The cache input file must have been produced with:

  • -content-hash — without this column the cache loader finds no usable entries and treats every class as a cache miss.
  • -ai — without AI columns there is no classification to restore.

If either column is absent, the cache silently degrades to a no-op: every class is classified by the AI provider as normal.

Two-pass pattern for SARIF output

SARIF output does not carry the content_hash column, so a SARIF file cannot itself serve as a cache for the next run. When you need both a persistent cache and SARIF output, run MethodAtlas twice in the same CI job.

Pass 1 produces an up-to-date CSV cache, calling the AI only for classes that changed. Pass 2 reads exclusively from the pass-1 cache to produce SARIF — it makes zero AI calls.

# Pass 1: CSV — calls AI only for classes that changed since the cached run.
#          Produces an up-to-date cache for the next run.
./methodatlas \
  -ai -ai-provider github_models -ai-api-key-env GITHUB_TOKEN \
  -content-hash \
  -ai-cache prev-cache.csv \
  src/test/java \
  > current-cache.csv

# Pass 2: SARIF — reads exclusively from the cache produced in pass 1.
#          Makes zero AI calls because every class is now in the cache.
./methodatlas \
  -ai -ai-provider github_models -ai-api-key-env GITHUB_TOKEN \
  -content-hash \
  -ai-cache current-cache.csv \
  -sarif \
  src/test/java \
  > results.sarif

On the very first run omit -ai-cache prev-cache.csv (the file does not yet exist). Every subsequent run passes the previous scan's CSV as the cache.

The two-pass approach guarantees:

  • The SARIF findings and the stored cache are always in sync.
  • No AI calls are made during the SARIF pass, eliminating rate-limit exposure for that pass entirely.
  • All findings from unchanged classes remain present in the SARIF output, so GitHub Code Scanning does not close them as resolved between runs.

The reusable workflow methodatlas-analysis.yml shipped with this project implements this pattern automatically. See GitHub Actions for the full workflow and CI Setup for integration guidance.

CI workflow examples

The cache file is stored in compressed form (.gz) to minimise GitHub Actions cache storage consumption. CSV text typically compresses to 10–20 % of its original size, making the cache practical even for very large test suites.

CSV output with caching

- name: Restore MethodAtlas AI cache
  uses: actions/cache@v4
  with:
    path: .methodatlas-cache.csv.gz
    key: methodatlas-ai-${{ github.ref_name }}-${{ github.sha }}
    restore-keys: |
      methodatlas-ai-${{ github.ref_name }}-
      methodatlas-ai-

- name: Run MethodAtlas
  run: |
    [ -f .methodatlas-cache.csv.gz ] && gunzip -k .methodatlas-cache.csv.gz
    CACHE_ARGS=()
    [ -f .methodatlas-cache.csv ] && CACHE_ARGS=("-ai-cache" ".methodatlas-cache.csv")
    ./methodatlas -ai -content-hash "${CACHE_ARGS[@]}" src/test/java \
      > .methodatlas-cache-new.csv
    mv .methodatlas-cache-new.csv .methodatlas-cache.csv
    gzip -c .methodatlas-cache.csv > .methodatlas-cache.csv.gz

On the first run (cold cache) every class is classified by the AI. On subsequent runs, only modified classes incur API calls.

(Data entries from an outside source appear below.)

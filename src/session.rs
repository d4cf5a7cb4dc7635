//! Session state — where a guided session currently stands.

use std::collections::BTreeSet;

use chrono::{DateTime, Utc};
use serde::{Deserialize, Serialize};
use uuid::Uuid;

/// Snapshot of a running session, for host UIs (progress dots, resume).
#[derive(Debug, Clone, PartialEq, Eq, Serialize, Deserialize)]
pub struct SessionState {
    pub session_id: Uuid,
    pub started_at: DateTime<Utc>,
    pub current_index: usize,
    pub step_count: usize,
    pub transitioning: bool,
    /// Indices left via a forward advance (plus the final step once finished).
    pub visited: BTreeSet<usize>,
    pub completed: bool,
    pub ended: bool,
}

impl SessionState {
    pub fn is_last(&self) -> bool {
        self.current_index + 1 == self.step_count
    }

    /// Whether a progress dot for `index` should be clickable.
    pub fn can_jump_to(&self, index: usize) -> bool {
        index < self.step_count && (index == 0 || self.visited.contains(&index))
    }
}

/// Mutable position owned by the sequencer.
#[derive(Debug, Clone)]
pub(crate) struct Cursor {
    pub current: usize,
    pub visited: BTreeSet<usize>,
}

impl Cursor {
    pub fn new() -> Self {
        Self {
            current: 0,
            visited: BTreeSet::new(),
        }
    }

    /// Step forward. Returns `true` the first time `current` is left.
    pub fn forward(&mut self) -> bool {
        let first_visit = self.visited.insert(self.current);
        self.current += 1;
        first_visit
    }

    pub fn back(&mut self) -> bool {
        if self.current == 0 {
            return false;
        }
        self.current -= 1;
        true
    }

    pub fn can_jump_to(&self, index: usize) -> bool {
        index == 0 || self.visited.contains(&index)
    }
}
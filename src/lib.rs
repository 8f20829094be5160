#![doc = include_str!("../README.md")]
#![warn(missing_docs)]

//! # Watch-HTTP: Conditional Long-Polling for Axum
//!
//! This crate implements the request side of a long-poll "watch" API on a
//! versioned resource. A client that holds revision X of a resource asks to
//! be told when the resource moves past X by sending a conditional request:
//!
//! - **`If-None-Match: <revision>`**: the revision the client currently
//!   holds; its presence is what makes the request a watch
//! - **`Prefer: wait=<seconds>`**: optional upper bound on how long the
//!   server may hold the connection open before answering "no change"
//!   (default: 120 seconds)
//!
//! The crate's core is a single pure function, [`parse_watch_request`],
//! that turns those headers into one of three explicit shapes:
//!
//! - `Ok(None)`: not a watch request; serve it normally
//! - `Ok(Some(WatchRequest))`: a validated watch carrying the last known revision and
//!   a positive timeout in milliseconds
//! - `Err(WatchError)`: a malformed header, to be answered with HTTP 400
//!
//! How the server detects "a newer revision exists" and how it blocks and
//! wakes watchers is deliberately out of scope: the produced
//! [`WatchRequest`] is handed to that mechanism, whatever it is.
//!
//! ## Handler Usage
//!
//! ```ignore
//! use axum::{routing::get, Router};
//! use watch_axum_http::Watch;
//!
//! async fn get_resource(Watch(watch): Watch) -> String {
//!     match watch {
//!         Some(watch) => {
//!             // Hand to the long-poll mechanism:
//!             // wait up to watch.timeout() for a revision newer than
//!             // watch.last_known_revision(), then respond.
//!             format!("watching from {}", watch.last_known_revision())
//!         }
//!         None => "current content".to_string(),
//!     }
//! }
//!
//! let app: Router = Router::new().route("/resource", get(get_resource));
//! ```
//!
//! ## Middleware Usage
//!
//! ```ignore
//! use axum::{middleware, routing::get, Router};
//! use watch_axum_http::WatchLayer;
//!
//! let watch = WatchLayer::new();
//! let app: Router = Router::new()
//!     .route("/resource", get(handler))
//!     .layer(middleware::from_fn(watch.middleware()));
//! ```
//!
//! ## Module Structure
//!
//! - **[types]** - Core value types ([`Revision`], [`WatchRequest`])
//! - **[error]** - Error type and result handling
//! - **[protocol]** - Header names, default timeout, and the header parsers
//! - **[server]** - Axum integration (middleware layer and extractor)

pub mod error;
pub mod protocol;
pub mod server;
pub mod types;

pub use error::{Result, WatchError};
pub use protocol::{parse_prefer_wait, parse_watch_request, DEFAULT_TIMEOUT_MILLIS};
pub use server::{Watch, WatchLayer, WatchState};
pub use types::{Revision, WatchRequest};

#[cfg(test)]
mod tests;
//! Handler-argument extractor for watch requests.
//!
//! Lets Axum handlers declare watch intent directly in their signature
//! instead of reading request extensions:
//!
//! ```ignore
//! use watch_axum_http::Watch;
//!
//! async fn get_resource(Watch(watch): Watch) -> Response {
//!     match watch {
//!         Some(watch) => long_poll(watch).await,
//!         None => respond_now().await,
//!     }
//! }
//! ```
//!
//! When [`WatchLayer`](super::WatchLayer) middleware is installed the
//! extractor reuses the state it attached; otherwise it parses the headers
//! itself. Either way a malformed header rejects the request with HTTP 400.

use crate::error::WatchError;
use crate::protocol;
use crate::types::WatchRequest;
use axum::extract::FromRequestParts;
use http::request::Parts;
use std::sync::Arc;

use super::middleware::WatchState;

/// Extractor for a client's watch intent.
///
/// Wraps `Option<WatchRequest>`: `Watch(None)` for an ordinary request,
/// `Watch(Some(_))` for a validated conditional long-poll. Requests with
/// malformed watch headers are rejected before the handler runs.
#[derive(Debug, Clone)]
pub struct Watch(pub Option<WatchRequest>);

impl<S> FromRequestParts<S> for Watch
where
    S: Send + Sync,
{
    type Rejection = WatchError;

    async fn from_request_parts(parts: &mut Parts, _state: &S) -> Result<Self, Self::Rejection> {
        if let Some(state) = parts.extensions.get::<Arc<WatchState>>() {
            return Ok(Watch(state.watch.clone()));
        }
        protocol::parse_watch_request(&parts.headers).map(Watch)
    }
}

SARIF output with caching (two-pass)

- name: Restore MethodAtlas AI cache
  uses: actions/cache/restore@v4
  with:
    path: .methodatlas-cache.csv.gz
    key: methodatlas-ai-${{ github.ref_name }}-${{ github.sha }}
    restore-keys: |
      methodatlas-ai-${{ github.ref_name }}-
      methodatlas-ai-

- name: Run MethodAtlas — CSV pass (cache refresh)
  run: |
    [ -f .methodatlas-cache.csv.gz ] && gunzip -k .methodatlas-cache.csv.gz
    CACHE_ARGS=()
    [ -f .methodatlas-cache.csv ] && CACHE_ARGS=("-ai-cache" ".methodatlas-cache.csv")
    ./methodatlas -ai -content-hash "${CACHE_ARGS[@]}" src/test/java \
      > .methodatlas-cache-new.csv
    mv .methodatlas-cache-new.csv .methodatlas-cache.csv
    # Keep the uncompressed file for pass 2; also produce the .gz for storage.
    gzip -c .methodatlas-cache.csv > .methodatlas-cache.csv.gz

- name: Run MethodAtlas — SARIF pass (zero AI calls)
  run: |
    ./methodatlas -ai -content-hash \
      -ai-cache .methodatlas-cache.csv \
      -sarif \
      src/test/java > results.sarif

- name: Save MethodAtlas AI cache
  if: success()
  uses: actions/cache/save@v4
  with:
    path: .methodatlas-cache.csv.gz
    key: methodatlas-ai-${{ github.ref_name }}-${{ github.sha }}

Combining with -diff

The cache output is a valid MethodAtlas CSV that can be diffed against a baseline:

./methodatlas -ai -content-hash -ai-cache last-release.csv src/test/java > current.csv
./methodatlas -diff last-release.csv current.csv

This shows exactly which security test classifications changed — useful for release notes and compliance evidence.

Cache staleness

The cache is keyed by content hash, not by class name. If a class is renamed without changing its body the hash changes and the cache misses. If the class body changes the hash changes. The cache never returns stale results: a hash match is a cryptographic guarantee that the source is identical to when the classification was produced.